Climate and Environmental Health: Community Education Aimed at Rural Communities
This past summer, senior 2 student nurse, Payton Kaldenberg, and Assistant Professor, Pamela Guthman, from the College of Nursing and Health Sciences at the University of Wisconsin-Eau Claire embarked on a project to provide education about the relationship between climate and health to three rural communities by partnering with the local newspaper that serves that region. The overall goal of the project was to raise awareness and inform rural communities about climate change and connect how rural population’s health are impacted by changes occurring due to climate change.
Kaldenberg and Guthman teamed up to write weekly articles for publication in the Cornell Courier Sentinel from June 15th through August 15th. Kaldenberg was responsible for conducting research and writing the first drafts and then working with Guthman to submit the articles to the newspaper’s editor for publication. The weekly topics focused on extreme heat events, air pollution/air quality, water quality, Lyme disease, soil health, and the role of the nurse in planetary health. Extreme heat events were noted to be increasing even in northern Wisconsin, and can lead to significant stress to outside workers, including farmers, and others who need to prevent dehydration, heat exhaustion and heat stroke. Air pollution and the importance of air quality was highlighted specific to noting increasing asthma rates from allergies or exposure to air pollution of particulate matter of 2.5. Water quality was discussed to elevate the importance of having clean water to drink, noting the importance of water for recreation including tourism and economic survival of small, rural towns. Vector-borne illnesses such as Lyme disease was noted to have increased over the last decade due to warming temperatures leading to ticks (and other vectors) extending into locations that previously did not have vector-borne illnesses. Soil health was addressed to highlight the importance of biodiversity as an important rural agricultural component for farmers land and crop production, but is experiencing significant challenges given the intensity of rain fall, flooding, and drought causing the need for changes to land and soil management. Lastly, identifying public and community health nurses are called to exhibit leadership and have an ethical responsibility to work with their communities to learn about climate change, the relationship to their populations’ health, and solutions to address climate and health related issues.

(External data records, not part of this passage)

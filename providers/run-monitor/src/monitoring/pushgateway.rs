use super::{GlobalTags, MetricsError, MetricsSink, Observations};
use crate::config::MonitorConfig;
use crate::http::{build_client, send_text};
use async_trait::async_trait;
use prometheus::{Encoder, HistogramOpts, HistogramVec, IntCounterVec, Opts, Registry, TextEncoder};
use reqwest::{Client, Method};
use run_result_common::{Context, Message};
use std::time::Duration;
use tracing::debug;

/// Label names shared by every metric
pub const LABELS: [&str; 7] = [
    "database",
    "schema",
    "name",
    "resource_type",
    "command",
    "version",
    "env",
];

/// Metrics sink pushing a prometheus registry to a push gateway after every report
pub struct PushGatewayMonitor {
    registry: Registry,
    rows_moved: IntCounterVec,
    execution_time: HistogramVec,
    freshness: HistogramVec,
    phase_time: HistogramVec,
    run_time: HistogramVec,
    http_client: Client,
    url: String,
    global_tags: Context,
    service_name: String,
}

fn histogram(
    registry: &Registry,
    name: &str,
    help: &str,
    labels: &[&str],
) -> Result<HistogramVec, MetricsError> {
    let histogram = HistogramVec::new(HistogramOpts::new(name, help), labels)?;
    registry.register(Box::new(histogram.clone()))?;
    Ok(histogram)
}

impl PushGatewayMonitor {
    pub fn new(
        host: &str,
        port: u16,
        config: &MonitorConfig,
        tags: GlobalTags,
    ) -> Result<Self, MetricsError> {
        let prefix = &config.metrics_prefix;
        let registry = Registry::new();

        let rows_moved = IntCounterVec::new(
            Opts::new(
                format!("{}_rows_moved", prefix),
                "Records the number of rows moved",
            ),
            &LABELS,
        )?;
        registry.register(Box::new(rows_moved.clone()))?;

        let execution_time = histogram(
            &registry,
            &format!("{}_execution_time_seconds", prefix),
            "Records the time it takes to execute a node",
            &LABELS,
        )?;
        let freshness = histogram(
            &registry,
            &format!("{}_freshness_seconds", prefix),
            "Records how fresh a source is, in the unit of its threshold",
            &LABELS,
        )?;
        let phase_labels: Vec<&str> = LABELS.iter().copied().chain(["phase"]).collect();
        let phase_time = histogram(
            &registry,
            &format!("{}_phase_time_seconds", prefix),
            "Records the time spent in each execution phase",
            &phase_labels,
        )?;
        let run_time = histogram(
            &registry,
            &format!("{}_run_time_seconds", prefix),
            "Records the time it takes to complete a full run",
            &LABELS,
        )?;

        Ok(Self {
            registry,
            rows_moved,
            execution_time,
            freshness,
            phase_time,
            run_time,
            http_client: build_client(config.alert_timeout)?,
            url: format!("http://{}:{}/metrics/job/{}", host, port, prefix),
            global_tags: tags.to_context(),
            service_name: format!("{} pushgateway", config.service_name),
        })
    }

    pub fn url(&self) -> &str {
        &self.url
    }

    /// Label values for a context; global tags win, missing labels are `unknown`
    pub fn label_values(&self, context: &Context) -> Vec<String> {
        LABELS
            .iter()
            .map(|label| {
                self.global_tags
                    .get(label)
                    .or_else(|| context.get(label))
                    .and_then(Context::scalar_text)
                    .unwrap_or_else(|| "unknown".to_string())
            })
            .collect()
    }

    /// Text exposition of everything recorded so far
    pub fn exposition(&self) -> Result<String, MetricsError> {
        let encoder = TextEncoder::new();
        let mut buffer = Vec::new();
        encoder.encode(&self.registry.gather(), &mut buffer)?;
        Ok(String::from_utf8_lossy(&buffer).into_owned())
    }

    fn record(&self, message: &Message) -> Result<(), MetricsError> {
        let observations = Observations::from_message(message);
        let values = self.label_values(&message.context);
        let labels: Vec<&str> = values.iter().map(String::as_str).collect();

        for (phase, seconds) in &observations.phases {
            let mut phase_labels = labels.clone();
            phase_labels.push(phase.as_str());
            self.phase_time
                .get_metric_with_label_values(&phase_labels)?
                .observe(*seconds);
        }
        if let Some(execution_time) = observations.execution_time {
            self.execution_time
                .get_metric_with_label_values(&labels)?
                .observe(execution_time);
        }
        if let Some(age) = observations.freshness_age {
            self.freshness
                .get_metric_with_label_values(&labels)?
                .observe(age);
        }
        if let Some(rows) = observations.rows.filter(|rows| *rows > 0) {
            self.rows_moved
                .get_metric_with_label_values(&labels)?
                .inc_by(rows as u64);
        }
        Ok(())
    }

    async fn push(&self) -> Result<(), MetricsError> {
        let body = self.exposition()?;
        debug!(url = %self.url, bytes = body.len(), "Pushing metrics");
        send_text(
            &self.http_client,
            Method::PUT,
            &self.url,
            body,
            TextEncoder::new().format_type(),
            &self.service_name,
        )
        .await?;
        Ok(())
    }
}

#[async_trait]
impl MetricsSink for PushGatewayMonitor {
    async fn report(&self, message: &Message) -> Result<(), MetricsError> {
        self.record(message)?;
        self.push().await
    }

    async fn command_time(&self, elapsed: Duration) -> Result<(), MetricsError> {
        let values = self.label_values(&Context::new());
        let labels: Vec<&str> = values.iter().map(String::as_str).collect();
        self.run_time
            .get_metric_with_label_values(&labels)?
            .observe(elapsed.as_secs_f64());
        self.push().await
    }
}
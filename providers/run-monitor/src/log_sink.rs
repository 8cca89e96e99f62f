//! Structured log output for every message

use once_cell::sync::Lazy;
use regex::Regex;
use run_result_common::{Context, LogLevel, Message};
use tracing::{debug, error, info, trace, warn, Level};

static ANSI_ESCAPE: Lazy<Regex> =
    Lazy::new(|| Regex::new(r"\x1B(?:[@-Z\\-_]|\[[0-?]*[ -/]*[@-~])").expect("valid ANSI regex"));

/// Tracing level a severity is logged at
pub fn tracing_level(level: LogLevel) -> Level {
    match level {
        LogLevel::Critical | LogLevel::Error => Level::ERROR,
        LogLevel::Warning | LogLevel::Notice => Level::WARN,
        LogLevel::Info => Level::INFO,
        LogLevel::Debug => Level::DEBUG,
        LogLevel::NotSet => Level::TRACE,
    }
}

/// Strip terminal colors and chat markup, then lower-case
pub fn clean_text(text: &str) -> String {
    ANSI_ESCAPE
        .replace_all(text, "")
        .chars()
        .filter(|c| *c != '*' && *c != '`')
        .collect::<String>()
        .to_lowercase()
}

fn render(context: &Context) -> String {
    serde_json::to_string(context).unwrap_or_default()
}

/// Log sink carrying the run's global tags
#[derive(Debug, Clone, Default)]
pub struct LogSink {
    global_tags: Context,
}

impl LogSink {
    pub fn new(global_tags: Context) -> Self {
        Self { global_tags }
    }

    pub fn log(&self, level: LogLevel, text: &str, error: Option<&str>, context: &Context) {
        let text = clean_text(text);
        let context = render(context);
        let tags = render(&self.global_tags);
        let error = error.unwrap_or_default();

        match tracing_level(level) {
            Level::ERROR => error!(severity = %level, context = %context, tags = %tags, error = %error, "{}", text),
            Level::WARN => warn!(severity = %level, context = %context, tags = %tags, error = %error, "{}", text),
            Level::INFO => info!(severity = %level, context = %context, tags = %tags, error = %error, "{}", text),
            Level::DEBUG => debug!(severity = %level, context = %context, tags = %tags, error = %error, "{}", text),
            _ => trace!(severity = %level, context = %context, tags = %tags, error = %error, "{}", text),
        }
    }

    pub fn log_message(&self, message: &Message) {
        self.log(
            message.level,
            &message.message,
            message.error.as_deref(),
            &message.context,
        );
    }
}

#[cfg(test)]
mod tests {
    use super::*;
    use parking_lot::Mutex;
    use rstest::rstest;
    use std::io::Write;
    use std::sync::Arc;

    #[rstest]
    #[case(LogLevel::Critical, Level::ERROR)]
    #[case(LogLevel::Error, Level::ERROR)]
    #[case(LogLevel::Warning, Level::WARN)]
    #[case(LogLevel::Notice, Level::WARN)]
    #[case(LogLevel::Info, Level::INFO)]
    #[case(LogLevel::Debug, Level::DEBUG)]
    #[case(LogLevel::NotSet, Level::TRACE)]
    fn test_tracing_level(#[case] level: LogLevel, #[case] expected: Level) {
        assert_eq!(tracing_level(level), expected);
    }

    #[test]
    fn test_clean_text() {
        assert_eq!(
            clean_text("\x1b[31m*[ERROR]*\x1b[0m model `DB.SCHEMA.T`"),
            "[error] model db.schema.t"
        );
        assert_eq!(clean_text("plain"), "plain");
    }

    #[derive(Clone, Default)]
    struct Captured(Arc<Mutex<Vec<u8>>>);

    impl Write for Captured {
        fn write(&mut self, buf: &[u8]) -> std::io::Result<usize> {
            self.0.lock().extend_from_slice(buf);
            Ok(buf.len())
        }

        fn flush(&mut self) -> std::io::Result<()> {
            Ok(())
        }
    }

    #[test]
    fn test_log_emits_fields() {
        let captured = Captured::default();
        let writer = captured.clone();
        let subscriber = tracing_subscriber::fmt()
            .with_max_level(Level::TRACE)
            .with_ansi(false)
            .with_writer(move || writer.clone())
            .finish();

        let mut context = Context::new();
        context.insert("name", "orders");
        let mut global = Context::new();
        global.insert("env", "dev");

        tracing::subscriber::with_default(subscriber, || {
            LogSink::new(global).log(
                LogLevel::Warning,
                "*[WARN]* Test orders",
                Some("Got 1 results, expected 0"),
                &context,
            );
        });

        let output = String::from_utf8(captured.0.lock().clone()).unwrap();
        assert!(output.contains("WARN"));
        assert!(output.contains("[warn] test orders"));
        assert!(output.contains("severity=WARNING"));
        assert!(output.contains("Got 1 results, expected 0"));
        assert!(output.contains(r#""name":"orders""#));
    }
}
//! Alert sinks
//!
//! The backend is picked once from [`AlertBackend`]; callers only see the
//! [`AlertSink`] trait.

pub mod noop;
pub mod slack;

use crate::config::{AlertBackend, MonitorConfig};
use crate::http::DeliveryError;
use async_trait::async_trait;
use run_result_common::Message;
use std::sync::Arc;
use thiserror::Error;
use tracing::info;

pub use noop::NoopAlert;
pub use slack::SlackAlert;

#[derive(Error, Debug)]
pub enum AlertError {
    #[error("Alert delivery failed: {0}")]
    Delivery(#[from] DeliveryError),
}

/// What happened to one alert
#[derive(Debug, Clone, Copy, PartialEq, Eq)]
pub enum AlertOutcome {
    Delivered,
    /// Below the minimum level and success alerts are off
    Suppressed,
    /// No alert backend configured
    Disabled,
}

#[async_trait]
pub trait AlertSink: Send + Sync {
    /// Deliver one message, or decide not to
    async fn alert(&self, message: &Message) -> Result<AlertOutcome, AlertError>;
}

/// Build the alert sink selected by the config
pub fn build_alert_sink(config: &MonitorConfig) -> Result<Arc<dyn AlertSink>, AlertError> {
    match &config.alert_backend {
        AlertBackend::Slack { url } => {
            info!("Using slack alerting.");
            Ok(Arc::new(SlackAlert::new(url.clone(), config)?))
        }
        AlertBackend::Disabled => {
            info!("Alerting is not enabled.");
            Ok(Arc::new(NoopAlert))
        }
    }
}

The ability to measure the educational impact made on these rural communities is difficult to measure. However, anecdotally, a few community members noted how they were able to better understand the relationship between their asthma and climate change. Community-focused education provided by community and public health nurse leaders and students can not only start the discussion but also aid in readying rural communities to engage in changes to combat climate change occurring from fossil fuels. It is imperative engaged community leaders are proactive to enhance their understanding about the reality of the impacts of climate change on the health of people residing in their own communities’ health. Nurses have a social and ethical responsibility to prevent and protect their communities and populations, especially as we recognize that we are facing the largest existential threat to our human health and overall survival of the next generation.
Payton Kaldenberg is a senior 2 nursing student at the University of Wisconsin-Eau Claire (UWEC). She is set to graduate with honors on December 19th, 2020. She has been working for the Eau Claire City-County Health Department as a disease investigator since the beginning of June to help stop the spread of COVID-19. Throughout her time in school, she has been a member of several organizations on campus, including National Society for Collegiate Scholars and Eau Claire Student Nurses Association. Additionally, she is a member of the National Student Nurses Association (NSNA) and the Wisconsin Health Professionals for Climate Action. In June of 2020, she received the Gritzmacher Award from UWEC to support a nursing project that focused on community education for rural communities on climate change and its effects on human health. The project went on to be selected for a poster presentation at NSNA’s MidYear Conference in October of 2020.
Pamela Guthman, DNP, RN-BC is an assistant professor at University of Wisconsin-Eau Claire, College of Nursing and Health Sciences. She has also taught for UW-Madison, School of Nursing and pre-pandemic taught the rural immersion population health nursing program. She has spent much of her career practicing rural community and public health nursing with a focus on the determinants of health, health equity, poverty, and population health. She currently serves as Vice-Chair with the Wisconsin Health Professionals for Climate Action, is a member
of the Alliance of Nurses for Healthy Environments and serves as a mentor for Climate Reality.